By Lise Alves, Senior Contributing Reporter
SÃO PAULO, BRAZIL – Although representatives from both Mercosur and the European Union (EU) continue to say they hope for an ample economic accord between the two blocs by the end of the year, the non-agreement on the trade of two agricultural products have practically stalemated negotiations.
“I again ask the Mercosur countries to moderate their expectations about their sensitive products,” European Commissioner for Agriculture and Rural Development Phil Hogan stated earlier this year.
The sensitive products Hogan refers to are ethanol and beef, multi-million dollar markets that Mercosur representatives want the EU to open to them.
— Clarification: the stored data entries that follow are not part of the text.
// Copyright (c) 2025 Geoffrey Huntley <ghuntley@ghuntley.com>. All rights reserved.
// SPDX-License-Identifier: Proprietary

//! Permission matching.
//!
//! Permissions are colon-delimited strings such as `project:settings:write`.
//! A granted entry matches a required permission when it is:
//!
//! - identical (case-sensitive)
//! - the universal grant [`UNIVERSAL_PERMISSION`] (`*:*`)
//! - a trailing wildcard `a:b:*` whose prefix `a:b` covers the required
//!   permission segment-wise (`project:*` covers `project:read` and
//!   `project:settings:write`, never `projects:read`)
//!
//! A bare `*` has no special meaning here; only policy action lists treat it
//! as "any action".

/// Matches every permission. Reserved for elevated roles.
pub const UNIVERSAL_PERMISSION: &str = "*:*";

const WILDCARD_SUFFIX: &str = ":*";

/// Returns true if any entry of `granted` covers `required`.
///
/// Total: an empty set or no covering entry is `false`, never an error.
pub fn matches<S: AsRef<str>>(granted: &[S], required: &str) -> bool {
	granted
		.iter()
		.any(|entry| entry_matches(entry.as_ref(), required))
}

/// Returns true if a single granted entry covers `required`.
pub fn entry_matches(granted: &str, required: &str) -> bool {
	if granted == required || granted == UNIVERSAL_PERMISSION {
		return true;
	}

	match granted.strip_suffix(WILDCARD_SUFFIX) {
		Some(prefix) => match required.strip_prefix(prefix) {
			Some("") => true,
			Some(rest) => rest.starts_with(':'),
			None => false,
		},
		None => false,
	}
}
// Copyright (c) 2025 Geoffrey Huntley <ghuntley@ghuntley.com>. All rights reserved.
// SPDX-License-Identifier: Proprietary

use std::io::{Read, Write};
use std::sync::Arc;

use anyhow::{bail, Context, Result};
use serde_json::json;
use tracing::{info, instrument};

use warden_audit::AuditService;
use warden_authz::{ActorId, DecisionEngine, DecisionRequest, SnapshotStore, TenantId};
use warden_config::{load_snapshot, WardenConfig};

fn open_store(config: &WardenConfig) -> Result<SnapshotStore> {
	let Some(path) = &config.snapshot.path else {
		bail!("no snapshot configured: set [snapshot].path, WARDEN_SNAPSHOT_PATH or --snapshot");
	};

	let builder = load_snapshot(path)?;
	let store = SnapshotStore::new();
	store
		.publish(builder)
		.with_context(|| format!("snapshot {} is invalid", path.display()))?;
	Ok(store)
}

/// Builds the snapshot and prints its entity counts.
#[instrument(skip_all)]
pub fn validate(config: &WardenConfig, out: &mut impl Write) -> Result<()> {
	let store = open_store(config)?;
	let stats = store.current().stats();

	writeln!(out, "snapshot ok")?;
	writeln!(out, "  tenants:       {}", stats.tenants)?;
	writeln!(out, "  actors:        {}", stats.actors)?;
	writeln!(out, "  roles:         {}", stats.roles)?;
	writeln!(out, "  memberships:   {}", stats.memberships)?;
	writeln!(out, "  relationships: {}", stats.relationships)?;
	writeln!(out, "  relations:     {}", stats.relations)?;
	writeln!(out, "  policies:      {}", stats.policies)?;
	Ok(())
}

/// Reads a JSON decision request from a file, or stdin for `-`.
pub fn read_request(source: &str) -> Result<DecisionRequest> {
	let content = if source == "-" {
		let mut buf = String::new();
		std::io::stdin()
			.read_to_string(&mut buf)
			.context("failed to read request from stdin")?;
		buf
	} else {
		std::fs::read_to_string(source)
			.with_context(|| format!("failed to read request file {source}"))?
	};

	serde_json::from_str(&content).context("request is not a valid decision request")
}

#[instrument(skip_all, fields(action = %request.action))]
pub async fn check(
	config: &WardenConfig,
	request: &DecisionRequest,
	public: bool,
	out: &mut impl Write,
) -> Result<()> {
	let store = Arc::new(open_store(config)?);
	let mut engine = DecisionEngine::new(store).with_options(config.engine.options());
	if let Some(cache) = config.engine.cache() {
		engine = engine.with_cache(cache);
	}

	let audit = AuditService::from_config(&config.audit)
		.context("failed to start audit pipeline")?
		.map(Arc::new);
	if let Some(audit) = &audit {
		engine = engine.with_recorder(audit.clone());
	}

	let decision = engine.decide(request);
	info!(allowed = decision.allowed, reason = %decision.reason, "decision");

	if public {
		serde_json::to_writer_pretty(&mut *out, &decision.public())?;
	} else {
		serde_json::to_writer_pretty(&mut *out, &decision)?;
	}
	writeln!(out)?;

	if let Some(audit) = audit {
		audit.flush().await.context("failed to flush audit records")?;
	}
	Ok(())
}

pub fn permissions(
	config: &WardenConfig,
	tenant: TenantId,
	actor: ActorId,
	out: &mut impl Write,
) -> Result<()> {
	let snapshot = open_store(config)?.current();
	if snapshot.tenant(tenant).is_none() {
		bail!("unknown tenant {tenant}");
	}

	let report = json!({
		"tenant_id": tenant,
		"actor_id": actor,
		"member": snapshot.is_member(tenant, actor),
		"permissions": snapshot.effective_permissions(tenant, actor),
		"tenants": snapshot.memberships_of(actor),
	});
	serde_json::to_writer_pretty(&mut *out, &report)?;
	writeln!(out)?;
	Ok(())
}
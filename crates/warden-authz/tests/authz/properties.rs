// Copyright (c) 2025 Geoffrey Huntley <ghuntley@ghuntley.com>. All rights reserved.
// SPDX-License-Identifier: Proprietary

use proptest::prelude::*;
use serde_json::json;

use warden_authz::{
	evaluate, Actor, ActorId, ActorKind, Constraints, DecisionReason, DecisionRequest, Effect,
	EngineOptions, PolicyDefinition, Role, Snapshot, SnapshotBuilder, Tenant, TenantId,
};

use super::support::attrs;

struct Scenario {
	snapshot: Snapshot,
	request: DecisionRequest,
}

/// A human with a role, an allow-everything policy, optional ownership and
/// optionally a deny-everything policy.
fn scenario(
	permissions: &[String],
	action: &str,
	owner: bool,
	elevated: bool,
	deny: bool,
) -> Scenario {
	let tenant = TenantId::generate();
	let actor = ActorId::generate();
	let perms: Vec<&str> = permissions.iter().map(String::as_str).collect();
	let role = Role::new(tenant, "granted", &perms);
	let role_id = role.id;

	let mut builder = SnapshotBuilder::new()
		.tenant(Tenant::new(tenant, "acme"))
		.actor(Actor::human(actor).with_elevated(elevated))
		.role(role)
		.membership(actor, tenant, role_id)
		.policy(PolicyDefinition::new(tenant, Effect::Allow, &["*"]).with_priority(1000));
	if deny {
		builder = builder.policy(
			PolicyDefinition::new(tenant, Effect::Deny, &["*"])
				.with_priority(-1000)
				.with_subject(json!({"actor_kind": "human"})),
		);
	}

	let mut request = DecisionRequest::new(actor, ActorKind::Human, action, tenant, "ticket")
		.with_resource_id("T-1");
	if owner {
		request = request.with_resource_attributes(attrs(json!({"owner_id": actor.to_string()})));
	}

	Scenario {
		snapshot: builder.build().unwrap(),
		request,
	}
}

proptest! {
	#[test]
	fn deny_supremacy_except_elevated(
		permissions in prop::collection::vec("[a-z]{1,5}:(\\*|[a-z]{1,5})", 0..4),
		action in "[a-z]{1,5}:[a-z]{1,5}",
		owner in any::<bool>(),
		elevated in any::<bool>(),
	) {
		let s = scenario(&permissions, &action, owner, elevated, true);
		let decision = evaluate(&s.snapshot, &s.request, &EngineOptions::default()).unwrap();

		prop_assert_eq!(decision.allowed, elevated);
		let expected = if elevated { DecisionReason::Elevated } else { DecisionReason::PolicyDeny };
		prop_assert_eq!(decision.reason, expected);
	}

	#[test]
	fn allow_policy_grants_without_deny(
		permissions in prop::collection::vec("[a-z]{1,5}:(\\*|[a-z]{1,5})", 0..4),
		action in "[a-z]{1,5}:[a-z]{1,5}",
		owner in any::<bool>(),
	) {
		let s = scenario(&permissions, &action, owner, false, false);
		let decision = evaluate(&s.snapshot, &s.request, &EngineOptions::default()).unwrap();
		prop_assert!(decision.allowed);
		if owner {
			prop_assert_eq!(decision.reason, DecisionReason::Owner);
		}
	}

	#[test]
	fn evaluation_is_deterministic(
		permissions in prop::collection::vec("[a-z]{1,5}:(\\*|[a-z]{1,5})", 0..4),
		action in "[a-z]{1,5}:[a-z]{1,5}",
		owner in any::<bool>(),
		elevated in any::<bool>(),
		deny in any::<bool>(),
	) {
		let s = scenario(&permissions, &action, owner, elevated, deny);
		let options = EngineOptions::default();
		let first = evaluate(&s.snapshot, &s.request, &options).unwrap();
		let second = evaluate(&s.snapshot, &s.request, &options).unwrap();
		prop_assert_eq!(first, second);
	}
}

#[test]
fn in_operator_on_department() {
	let constraints = Constraints::parse(&json!({"department": {"in": ["eng", "ops"]}})).unwrap();
	assert!(constraints.satisfied_by(&attrs(json!({"department": "eng"}))));
	assert!(!constraints.satisfied_by(&attrs(json!({"department": "sales"}))));
	assert!(!constraints.satisfied_by(&attrs(json!({}))));
}
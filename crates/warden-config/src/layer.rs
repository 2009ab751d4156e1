// Copyright (c) 2025 Geoffrey Huntley <ghuntley@ghuntley.com>. All rights reserved.
// SPDX-License-Identifier: Proprietary

//! Configuration layer for merging from multiple sources.

use serde::Deserialize;

use crate::sections::{AuditConfigLayer, EngineConfigLayer, LoggingConfigLayer, SnapshotConfigLayer};

/// Warden configuration layer - all fields are Option for merging.
#[derive(Debug, Clone, Default, Deserialize)]
pub struct WardenConfigLayer {
	#[serde(default)]
	pub engine: Option<EngineConfigLayer>,
	#[serde(default)]
	pub snapshot: Option<SnapshotConfigLayer>,
	#[serde(default)]
	pub logging: Option<LoggingConfigLayer>,
	#[serde(default)]
	pub audit: Option<AuditConfigLayer>,
}

impl WardenConfigLayer {
	/// Merge another layer into this one. Other layer takes precedence.
	pub fn merge(&mut self, other: WardenConfigLayer) {
		merge_option(&mut self.engine, other.engine, EngineConfigLayer::merge);
		merge_option(&mut self.snapshot, other.snapshot, SnapshotConfigLayer::merge);
		merge_option(&mut self.logging, other.logging, LoggingConfigLayer::merge);
		merge_option(&mut self.audit, other.audit, AuditConfigLayer::merge);
	}
}

fn merge_option<T, F>(target: &mut Option<T>, source: Option<T>, merge_fn: F)
where
	F: FnOnce(&mut T, T),
{
	match (target.as_mut(), source) {
		(Some(t), Some(s)) => merge_fn(t, s),
		(None, Some(s)) => *target = Some(s),
		_ => {}
	}
}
The EU, however, offered the South American bloc the possibility of quotas of 70,000 tons of meat and 600,000 tons of ethanol.
Mercosur states that these quotas are less than those offered during the beginning of negotiations, back in 2004, of 100,000 tons of meat and one million tons of ethanol.
The two blocs, which have negotiated an ample trade agreement for the past two decades, met for a new round of talks last week in Brasilia. Officially representatives from both sides say that they are still confident that an agreement on the main negotiation lines will be signed this year.
“At the moment, I am strongly committed, together with the other foreign ministers of the founding nations, to conclude an agreement with the European Union,” wrote Brazil’s Foreign Relations Minister, Aloysio Nunes Ferreira in an article published by daily Estado de S. Paulo over the weekend.
But local media reported over the weekend that without a ‘better’ proposal by the EU on these two agricultural products, the long-awaited trade agreement between the two giant trade blocs will be delayed.
“Access to the market is decisive, without access to the market the rest is useless” news agency Reuters quoted a source close to the negotiation as saying.